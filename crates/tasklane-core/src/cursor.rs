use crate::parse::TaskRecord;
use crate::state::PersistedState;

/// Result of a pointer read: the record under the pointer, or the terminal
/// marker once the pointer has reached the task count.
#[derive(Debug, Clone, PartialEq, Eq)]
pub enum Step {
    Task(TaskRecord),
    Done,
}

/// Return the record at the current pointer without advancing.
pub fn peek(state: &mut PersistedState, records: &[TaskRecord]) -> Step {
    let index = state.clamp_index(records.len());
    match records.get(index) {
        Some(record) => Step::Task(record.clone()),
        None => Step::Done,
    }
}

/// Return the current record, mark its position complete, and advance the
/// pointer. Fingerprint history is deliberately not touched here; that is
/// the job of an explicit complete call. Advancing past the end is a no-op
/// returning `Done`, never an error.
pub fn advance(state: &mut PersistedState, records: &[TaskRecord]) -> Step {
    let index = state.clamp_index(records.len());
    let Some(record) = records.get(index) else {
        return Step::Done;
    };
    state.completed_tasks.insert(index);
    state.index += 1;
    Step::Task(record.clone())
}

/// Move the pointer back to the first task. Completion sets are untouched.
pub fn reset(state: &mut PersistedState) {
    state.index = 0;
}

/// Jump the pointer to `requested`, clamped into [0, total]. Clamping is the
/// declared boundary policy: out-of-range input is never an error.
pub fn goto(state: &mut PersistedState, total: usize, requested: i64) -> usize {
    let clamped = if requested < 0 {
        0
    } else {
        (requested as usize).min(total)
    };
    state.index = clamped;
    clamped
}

++++

Write out, word for word, the lines from the one containing "let Some(record) = records.get(index)" through the end of the records, with no other lines.

→ **Task output**
    let Some(record) = records.get(index) else {
        return Step::Done;
    };
    state.completed_tasks.insert(index);
    state.index += 1;
    Step::Task(record.clone())
}

/// Move the pointer back to the first task. Completion sets are untouched.
pub fn reset(state: &mut PersistedState) {
    state.index = 0;
}

/// Jump the pointer to `requested`, clamped into [0, total]. Clamping is the
/// declared boundary policy: out-of-range input is never an error.
pub fn goto(state: &mut PersistedState, total: usize, requested: i64) -> usize {
    let clamped = if requested < 0 {
        0
    } else {
        (requested as usize).min(total)
    };
    state.index = clamped;
    clamped
}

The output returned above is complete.